Irgendwas ist an meinem (und anscheinend auch anderer Leutes) Wasser einfach verkehrt, so dass nichts außer Algen wächst. Es ist natürlich einfach von den Leuten mit den funktionierenden Teichen zu sagen, dass muss alles von alleine und ohne jede Teichchemie, Düngung, Pillen oder sonstwas gehen, weil die Hersteller dieser Mittel wollen uns nur abzocken, sind Gangster oder sonstwas kruses in der Art. Bei ihnen geht es ja auch ohne das Teufelszeug und das ist der unfehlbare und schlüssige Beweis, dass alle diese Mittel Unsinn sind. 

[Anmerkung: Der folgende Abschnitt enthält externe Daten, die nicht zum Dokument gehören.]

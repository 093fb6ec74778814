pub mod skip_frame_detector;
pub mod static_face_detector;
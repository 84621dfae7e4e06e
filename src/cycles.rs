use crate::models::{SignalCycle, SignalEvent, SignalState};
use log::debug;
use std::collections::BTreeMap;

/// Group one strategy's per-bar signal series into cycles.
///
/// `window` is the number of bars after a cycle's first signal during which
/// further signals count as transitions of that cycle.
pub fn group_cycles(strategy_id: &str, signals: &[SignalState], window: usize) -> Vec<SignalCycle> {
    let tagged = signals
        .iter()
        .enumerate()
        .filter(|(_, state)| is_strategy_tag(**state))
        .map(|(idx, state)| (idx, *state));
    group_tagged(strategy_id, tagged, window)
}

/// Group raw events from any number of strategies. Strategies never share a
/// cycle; two events on the same bar for the same strategy collapse to the
/// more severe one.
pub fn classify_events(events: &[SignalEvent], window: usize) -> BTreeMap<String, Vec<SignalCycle>> {
    let mut per_strategy: BTreeMap<&str, BTreeMap<usize, SignalState>> = BTreeMap::new();
    for event in events {
        if !is_strategy_tag(event.state) {
            continue;
        }
        let bars = per_strategy.entry(event.strategy_id.as_str()).or_default();
        bars.entry(event.bar_index)
            .and_modify(|existing| {
                if event.state.severity() > existing.severity() {
                    debug!(
                        "{} bar {}: {} replaces {}",
                        event.strategy_id, event.bar_index, event.state, existing
                    );
                    *existing = event.state;
                }
            })
            .or_insert(event.state);
    }

    per_strategy
        .into_iter()
        .map(|(strategy_id, bars)| {
            let cycles = group_tagged(strategy_id, bars.into_iter(), window);
            (strategy_id.to_string(), cycles)
        })
        .collect()
}

// SUCCESS/FAIL belong to the simulator, never to raw strategy output.
fn is_strategy_tag(state: SignalState) -> bool {
    matches!(
        state,
        SignalState::Flag | SignalState::Pre | SignalState::Mid | SignalState::Post
    )
}

fn open_cycle(strategy_id: &str, index: usize, state: SignalState, window: usize) -> SignalCycle {
    SignalCycle {
        strategy_id: strategy_id.to_string(),
        start_index: index,
        window_end: index.saturating_add(window),
        entry_index: None,
        entry_price: None,
        entry_method: None,
        state_sequence: vec![(index, state)],
        duplicates_absorbed: 0,
    }
}

fn group_tagged<I>(strategy_id: &str, tagged: I, window: usize) -> Vec<SignalCycle>
where
    I: Iterator<Item = (usize, SignalState)>,
{
    let mut cycles: Vec<SignalCycle> = Vec::new();
    let mut current: Option<SignalCycle> = None;

    for (idx, state) in tagged {
        let Some(cycle) = current.as_mut() else {
            current = Some(open_cycle(strategy_id, idx, state, window));
            continue;
        };

        let last = cycle.last_state();
        let inside = idx <= cycle.window_end;
        let restarts = !inside || (last.is_terminal() && state.severity() < last.severity());

        if restarts {
            if let Some(done) = current.take() {
                cycles.push(done);
            }
            current = Some(open_cycle(strategy_id, idx, state, window));
        } else if !last.is_terminal() && state.severity() > last.severity() {
            cycle.state_sequence.push((idx, state));
        } else {
            cycle.duplicates_absorbed += 1;
        }
    }

    if let Some(done) = current {
        cycles.push(done);
    }

    debug!("{}: grouped {} cycles", strategy_id, cycles.len());
    cycles
}

#[cfg(test)]
mod tests {
    use super::*;

    fn series(len: usize, tags: &[(usize, SignalState)]) -> Vec<SignalState> {
        let mut signals = vec![SignalState::Empty; len];
        for (idx, state) in tags {
            signals[*idx] = *state;
        }
        signals
    }

    fn event(strategy_id: &str, bar_index: usize, state: SignalState) -> SignalEvent {
        SignalEvent {
            bar_index,
            state,
            strategy_id: strategy_id.to_string(),
            payload: Default::default(),
        }
    }

    #[test]
    fn repeated_flags_collapse_into_one_cycle_per_window() {
        let signals = vec![SignalState::Flag; 12];
        let cycles = group_cycles("rising_trend", &signals, 5);
        assert_eq!(cycles.len(), 2);
        assert_eq!(cycles[0].start_index, 0);
        assert_eq!(cycles[0].window_end, 5);
        assert_eq!(cycles[0].duplicates_absorbed, 5);
        assert_eq!(cycles[1].start_index, 6);
        assert_eq!(cycles[1].duplicates_absorbed, 5);
    }

    #[test]
    fn stages_within_window_are_transitions() {
        let signals = series(
            20,
            &[
                (2, SignalState::Pre),
                (4, SignalState::Mid),
                (5, SignalState::Mid),
                (7, SignalState::Post),
            ],
        );
        let cycles = group_cycles("macd_stage", &signals, 10);
        assert_eq!(cycles.len(), 1);
        assert_eq!(
            cycles[0].state_sequence,
            vec![
                (2, SignalState::Pre),
                (4, SignalState::Mid),
                (7, SignalState::Post)
            ]
        );
        assert_eq!(cycles[0].duplicates_absorbed, 1);
        assert!(cycles[0].is_closed());
    }

    #[test]
    fn regression_inside_open_cycle_is_absorbed() {
        let signals = series(10, &[(1, SignalState::Mid), (3, SignalState::Pre)]);
        let cycles = group_cycles("macd_stage", &signals, 10);
        assert_eq!(cycles.len(), 1);
        assert_eq!(cycles[0].state_sequence, vec![(1, SignalState::Mid)]);
        assert_eq!(cycles[0].duplicates_absorbed, 1);
    }

    #[test]
    fn earlier_stage_after_terminal_opens_new_cycle() {
        let signals = series(
            10,
            &[
                (1, SignalState::Pre),
                (2, SignalState::Post),
                (3, SignalState::Post),
                (4, SignalState::Pre),
            ],
        );
        let cycles = group_cycles("macd_stage", &signals, 10);
        assert_eq!(cycles.len(), 2);
        assert_eq!(cycles[0].duplicates_absorbed, 1);
        assert_eq!(cycles[1].start_index, 4);
        assert_eq!(cycles[1].opening_state(), SignalState::Pre);
    }

    #[test]
    fn same_bar_duplicates_keep_higher_severity() {
        let events = vec![
            event("macd_stage", 3, SignalState::Pre),
            event("macd_stage", 3, SignalState::Mid),
            event("macd_stage", 3, SignalState::Pre),
        ];
        let cycles = classify_events(&events, 10);
        assert_eq!(cycles["macd_stage"].len(), 1);
        assert_eq!(
            cycles["macd_stage"][0].state_sequence,
            vec![(3, SignalState::Mid)]
        );
    }

    #[test]
    fn strategies_are_grouped_independently() {
        let events = vec![
            event("ma_crossover", 2, SignalState::Flag),
            event("rsi_rebound", 3, SignalState::Pre),
            event("ma_crossover", 4, SignalState::Flag),
            event("rsi_rebound", 6, SignalState::Mid),
            event("rsi_rebound", 7, SignalState::Success),
        ];
        let cycles = classify_events(&events, 10);
        assert_eq!(cycles.len(), 2);
        assert_eq!(cycles["ma_crossover"].len(), 1);
        assert_eq!(cycles["ma_crossover"][0].duplicates_absorbed, 1);
        assert_eq!(
            cycles["rsi_rebound"][0].state_sequence,
            vec![(3, SignalState::Pre), (6, SignalState::Mid)]
        );
    }
}
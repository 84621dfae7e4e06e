use crate::indicators::{calculate_sma, sma_channel, IndicatorSeries};
use crate::models::{Bar, Diagnostics};
use serde_json::Value;
use std::borrow::Cow;

/// True when `a` moves from at-or-below `b` to strictly above it.
pub fn crossed_above(prev_a: f64, prev_b: f64, a: f64, b: f64) -> bool {
    prev_a <= prev_b && a > b
}

pub fn crossed_below(prev_a: f64, prev_b: f64, a: f64, b: f64) -> bool {
    prev_a >= prev_b && a < b
}

/// Both the previous and current value of a channel, if defined.
pub fn pair_at(values: &[Option<f64>], index: usize) -> Option<(f64, f64)> {
    if index == 0 {
        return None;
    }
    match (values.get(index - 1)?, values.get(index)?) {
        (Some(prev), Some(cur)) => Some((*prev, *cur)),
        _ => None,
    }
}

/// Reuse the shared SMA channel when it exists, otherwise compute it from closes.
pub fn sma_series<'a>(
    bars: &[Bar],
    indicators: &'a IndicatorSeries,
    period: usize,
) -> Cow<'a, [Option<f64>]> {
    match indicators.channel(&sma_channel(period)) {
        Some(values) => Cow::Borrowed(values),
        None => {
            let closes: Vec<f64> = bars.iter().map(|b| b.close).collect();
            Cow::Owned(calculate_sma(&closes, period))
        }
    }
}

pub fn note<I, K>(pairs: I) -> Diagnostics
where
    I: IntoIterator<Item = (K, Value)>,
    K: Into<String>,
{
    pairs
        .into_iter()
        .map(|(key, value)| (key.into(), value))
        .collect()
}

#[cfg(test)]
mod tests {
    use super::*;

    #[test]
    fn crossing_requires_strict_move() {
        assert!(crossed_above(1.0, 1.0, 2.0, 1.0));
        assert!(!crossed_above(1.0, 1.0, 1.0, 1.0));
        assert!(crossed_below(2.0, 1.0, 0.5, 1.0));
    }

    #[test]
    fn pair_at_needs_both_values() {
        let values = vec![None, Some(1.0), Some(2.0)];
        assert_eq!(pair_at(&values, 0), None);
        assert_eq!(pair_at(&values, 1), None);
        assert_eq!(pair_at(&values, 2), Some((1.0, 2.0)));
    }
}
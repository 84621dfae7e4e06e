use crate::config::EngineConfig;
use crate::error::EngineError;
use crate::indicators::IndicatorSeries;
use crate::models::*;
use crate::param_utils::merge_params;
use serde::{Deserialize, Serialize};
use std::collections::BTreeMap;
use std::sync::Arc;

/// Output of one strategy over one bar sequence.
#[derive(Debug, Clone, Default, PartialEq, Serialize, Deserialize)]
pub struct StrategyEvaluation {
    pub signals: Vec<SignalState>,
    pub detail: Option<Diagnostics>,
    /// Per-bar payloads keyed by bar index.
    #[serde(default)]
    pub notes: BTreeMap<usize, Diagnostics>,
}

impl StrategyEvaluation {
    /// "No opinion": every bar empty, no detail.
    pub fn empty(len: usize) -> Self {
        Self {
            signals: vec![SignalState::Empty; len],
            detail: None,
            notes: BTreeMap::new(),
        }
    }

    pub fn signal_count(&self) -> usize {
        self.signals.iter().filter(|s| !s.is_empty()).count()
    }

    pub fn events(&self, strategy_id: &str) -> Vec<SignalEvent> {
        self.signals
            .iter()
            .enumerate()
            .filter(|(_, state)| !state.is_empty())
            .map(|(bar_index, state)| SignalEvent {
                bar_index,
                state: *state,
                strategy_id: strategy_id.to_string(),
                payload: self.notes.get(&bar_index).cloned().unwrap_or_default(),
            })
            .collect()
    }

    /// Most recent non-empty signal at or after `from_index`.
    pub fn latest_signal_since(&self, from_index: usize) -> Option<(usize, SignalState)> {
        self.signals
            .iter()
            .enumerate()
            .skip(from_index)
            .rev()
            .find(|(_, state)| !state.is_empty())
            .map(|(idx, state)| (idx, *state))
    }
}

pub trait Strategy: Send + Sync {
    fn strategy_id(&self) -> &str;
    fn name(&self) -> &str;
    fn version(&self) -> &str {
        "1"
    }
    fn default_params(&self) -> StrategyParams;
    fn required_minimum_bars(&self, params: &StrategyParams) -> usize;

    /// Implementation hook; only called once the bar count is sufficient.
    fn generate(
        &self,
        bars: &[Bar],
        indicators: &IndicatorSeries,
        params: &StrategyParams,
    ) -> Result<StrategyEvaluation, EngineError>;

    /// Pure evaluation. Short inputs yield an all-empty series, never an error.
    fn evaluate(
        &self,
        bars: &[Bar],
        indicators: &IndicatorSeries,
        params: &StrategyParams,
    ) -> Result<StrategyEvaluation, EngineError> {
        if bars.len() < self.required_minimum_bars(params) {
            return Ok(StrategyEvaluation::empty(bars.len()));
        }
        if indicators.len() != bars.len() {
            return Err(EngineError::Series(format!(
                "{} got {} indicator rows for {} bars",
                self.strategy_id(),
                indicators.len(),
                bars.len()
            )));
        }
        let mut evaluation = self.generate(bars, indicators, params)?;
        evaluation.signals.resize(bars.len(), SignalState::Empty);
        Ok(evaluation)
    }
}

#[path = "strategies/rising_trend.rs"]
pub mod rising_trend;

pub use rising_trend::RisingTrendStrategy;

#[path = "strategies/ma_crossover.rs"]
pub mod ma_crossover;

pub use ma_crossover::MaCrossoverStrategy;

#[path = "strategies/macd_stage.rs"]
pub mod macd_stage;

pub use macd_stage::MacdStageStrategy;

#[path = "strategies/rsi_rebound.rs"]
pub mod rsi_rebound;

pub use rsi_rebound::RsiReboundStrategy;

#[path = "strategies/volume_breakout.rs"]
pub mod volume_breakout;

pub use volume_breakout::VolumeBreakoutStrategy;

pub type SharedStrategy = Arc<dyn Strategy>;

/// Explicit strategy registry, built once and handed to whoever needs it.
#[derive(Clone, Default)]
pub struct StrategyRegistry {
    strategies: BTreeMap<String, SharedStrategy>,
}

impl StrategyRegistry {
    pub fn new() -> Self {
        Self::default()
    }

    pub fn with_builtin() -> Self {
        let mut registry = Self::new();
        registry.register(Arc::new(RisingTrendStrategy));
        registry.register(Arc::new(MaCrossoverStrategy));
        registry.register(Arc::new(MacdStageStrategy));
        registry.register(Arc::new(RsiReboundStrategy));
        registry.register(Arc::new(VolumeBreakoutStrategy));
        registry
    }

    pub fn register(&mut self, strategy: SharedStrategy) {
        let id = strategy.strategy_id().to_string();
        if self.strategies.insert(id.clone(), strategy).is_some() {
            log::warn!("Strategy {} registered twice; keeping the latest", id);
        }
    }

    pub fn get(&self, strategy_id: &str) -> Result<SharedStrategy, EngineError> {
        self.strategies
            .get(strategy_id)
            .cloned()
            .ok_or_else(|| EngineError::UnknownStrategy(strategy_id.to_string()))
    }

    pub fn ids(&self) -> Vec<String> {
        self.strategies.keys().cloned().collect()
    }

    pub fn len(&self) -> usize {
        self.strategies.len()
    }

    pub fn is_empty(&self) -> bool {
        self.strategies.is_empty()
    }

    /// Strategy defaults overlaid with the configured overrides.
    pub fn resolve_params(
        &self,
        strategy_id: &str,
        config: &EngineConfig,
    ) -> Result<StrategyParams, EngineError> {
        let strategy = self.get(strategy_id)?;
        Ok(merge_params(
            &strategy.default_params(),
            config.strategy_overrides(strategy_id),
        ))
    }
}
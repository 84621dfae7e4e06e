use crate::error::EngineError;
use crate::models::Bar;
use std::collections::BTreeMap;

/// Source of date-ascending bar sequences, one per instrument.
pub trait PriceSeriesProvider: Send + Sync {
    fn load_bars(&self, instrument_id: &str) -> Result<Vec<Bar>, EngineError>;

    fn instruments(&self) -> Vec<String> {
        Vec::new()
    }
}

impl<F> PriceSeriesProvider for F
where
    F: Fn(&str) -> Result<Vec<Bar>, EngineError> + Send + Sync,
{
    fn load_bars(&self, instrument_id: &str) -> Result<Vec<Bar>, EngineError> {
        self(instrument_id)
    }
}

#[derive(Debug, Clone, Default)]
pub struct InMemoryProvider {
    series: BTreeMap<String, Vec<Bar>>,
}

impl InMemoryProvider {
    pub fn new() -> Self {
        Self::default()
    }

    pub fn with_series(mut self, instrument_id: &str, bars: Vec<Bar>) -> Self {
        self.insert(instrument_id, bars);
        self
    }

    pub fn insert(&mut self, instrument_id: &str, bars: Vec<Bar>) {
        self.series.insert(instrument_id.to_string(), bars);
    }
}

impl PriceSeriesProvider for InMemoryProvider {
    fn load_bars(&self, instrument_id: &str) -> Result<Vec<Bar>, EngineError> {
        let bars = self
            .series
            .get(instrument_id)
            .cloned()
            .ok_or_else(|| EngineError::Data {
                instrument_id: instrument_id.to_string(),
                reason: "no price series".to_string(),
            })?;
        validate_bars(instrument_id, &bars)?;
        Ok(bars)
    }

    fn instruments(&self) -> Vec<String> {
        self.series.keys().cloned().collect()
    }
}

/// Ascending unique dates, finite positive prices, non-negative volume.
pub fn validate_bars(instrument_id: &str, bars: &[Bar]) -> Result<(), EngineError> {
    let bad = |reason: String| EngineError::Data {
        instrument_id: instrument_id.to_string(),
        reason,
    };

    for (idx, bar) in bars.iter().enumerate() {
        let prices = [bar.open, bar.high, bar.low, bar.close];
        if prices.iter().any(|p| !p.is_finite() || *p <= 0.0) {
            return Err(bad(format!("bar {} ({}) has a non-positive price", idx, bar.date)));
        }
        if bar.high < bar.low {
            return Err(bad(format!("bar {} ({}) has high below low", idx, bar.date)));
        }
        if !bar.volume.is_finite() || bar.volume < 0.0 {
            return Err(bad(format!("bar {} ({}) has invalid volume", idx, bar.date)));
        }
        if idx > 0 && bar.date <= bars[idx - 1].date {
            return Err(bad(format!(
                "bar {} ({}) is not after {}",
                idx,
                bar.date,
                bars[idx - 1].date
            )));
        }
    }
    Ok(())
}

#[cfg(test)]
mod tests {
    use super::*;
    use crate::test_support::flat_bars;

    #[test]
    fn in_memory_provider_serves_valid_series() {
        let provider = InMemoryProvider::new().with_series("AAA", flat_bars(5, 10.0));
        assert_eq!(provider.load_bars("AAA").unwrap().len(), 5);
        assert_eq!(provider.instruments(), vec!["AAA"]);
        assert!(provider.load_bars("ZZZ").unwrap_err().is_data_error());
    }

    #[test]
    fn duplicate_dates_are_rejected() {
        let mut bars = flat_bars(3, 10.0);
        bars[2].date = bars[1].date;
        let err = validate_bars("AAA", &bars).unwrap_err();
        assert!(err.to_string().contains("is not after"));
    }

    #[test]
    fn non_positive_prices_are_rejected() {
        let mut bars = flat_bars(3, 10.0);
        bars[1].low = 0.0;
        assert!(validate_bars("AAA", &bars).is_err());
    }

    #[test]
    fn closures_act_as_providers() {
        let provider = |id: &str| -> Result<Vec<Bar>, EngineError> {
            if id == "AAA" {
                Ok(flat_bars(2, 1.0))
            } else {
                Err(EngineError::Data {
                    instrument_id: id.to_string(),
                    reason: "offline".to_string(),
                })
            }
        };
        assert_eq!(provider.load_bars("AAA").unwrap().len(), 2);
        assert!(provider.load_bars("BBB").is_err());
    }
}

Tja, aber diese Leute holen nicht alle 14 Tage 5 kg Fadenalgen mit dem Rasenrechen aus ihren Teichen. Die müssen sich nicht drüber ärgern, dass außer den Fadenalgen nicht an Grünzeug im Teich wächst. Den Fischen geht es zwar gut, die mögen auch die Algen recht gerne, aber mein Auge möchte den Teich auch genießen. Außerdem ist der zTeich nach 4 Wochen, ohne mühselige Algenentfernung per Hand dermaßen zugewuchert mit dem Zeug, dass ich das Gefüht habe, da ist kein Platz mehr für Wasser im Teich. Ich habe dann am Boden durchgängig gute 30 cm Algenpolster. Im Flachwasserbereich kann kein Fisch mehr hin, weil es dort flächendeckend noch noch dichte Algenpolster gibt, durch die kein Fisch mehr kommt. Hier hat man tolle Ratschläge bekommen, wie man ALgen mit rauhen Hözlchen, Bürsten usw. entfernt und dass das doch alles halb so wild ist. Diese Leute haben aber (vermutlich) keine Ahung, welche Wuchsfkraft so eine nette Fadenalgenpest in meinen (und anscheinend auch anderen) Teich entwickeln kann

Und dann kauft man sich, weil man einfach nicht mehr weiter weiß und die Plackerei leid ist,  von Söll den Fadenalgenvernichter, schüttet den nach Gebrauchsanweisung rein und hat erst einmal Schiss, weil der ja zum Teufelskram Chemie gehört, dessen Anwendung ja eine Todsünde ist und vermutlich alle Fische und alle Kleinstlebewesen umbringt. Und siehe da, am nächsten Morgen ist der Teich algenfrei. Alles weg, radikal, nichts mehr da. Der Filter ist zwar nahezu verstopft, aber das kann man ja beheben. Ist einfacher, als die Algenfischerei. Bis zum Boden ist jeder Stein wieder sichtbar. Klar ist damit der Grund für das Problem nicht beseitigt. Die Algen kommen wieder, garantiert. Aber den Grund für das Problem kann ich nicht beseitigen, da ich den Grund nicht kenne. Alle Ratschläge hier helfen nichts und gehen, wie oben beschrieben, am Problem vorbei. Geholfen und zwar richtig gut, zumindest bei den Folgen, hat das, was Söll empfolen hat. Was kümmern mich da die paar Euro, die das Zeug kostet und die den Gewinn von Söll wohl ganz erheblich steigern werden. Wer gute Sachen verkauft, soll auch guten Gewinn machen, das hat er sich redlich verdient. So funktioniert unsere ganze Wirtschaft. Meine Fische sind immer noch putzmunter, auch kleine __ Würmer und sonstiges Kleinstgetier ist immer noch im und am Teich zu sehen. Also auch da hat Söll anscheinend völlig recht. Das Zeug ist unschädlich für alles andere außer den den Algen.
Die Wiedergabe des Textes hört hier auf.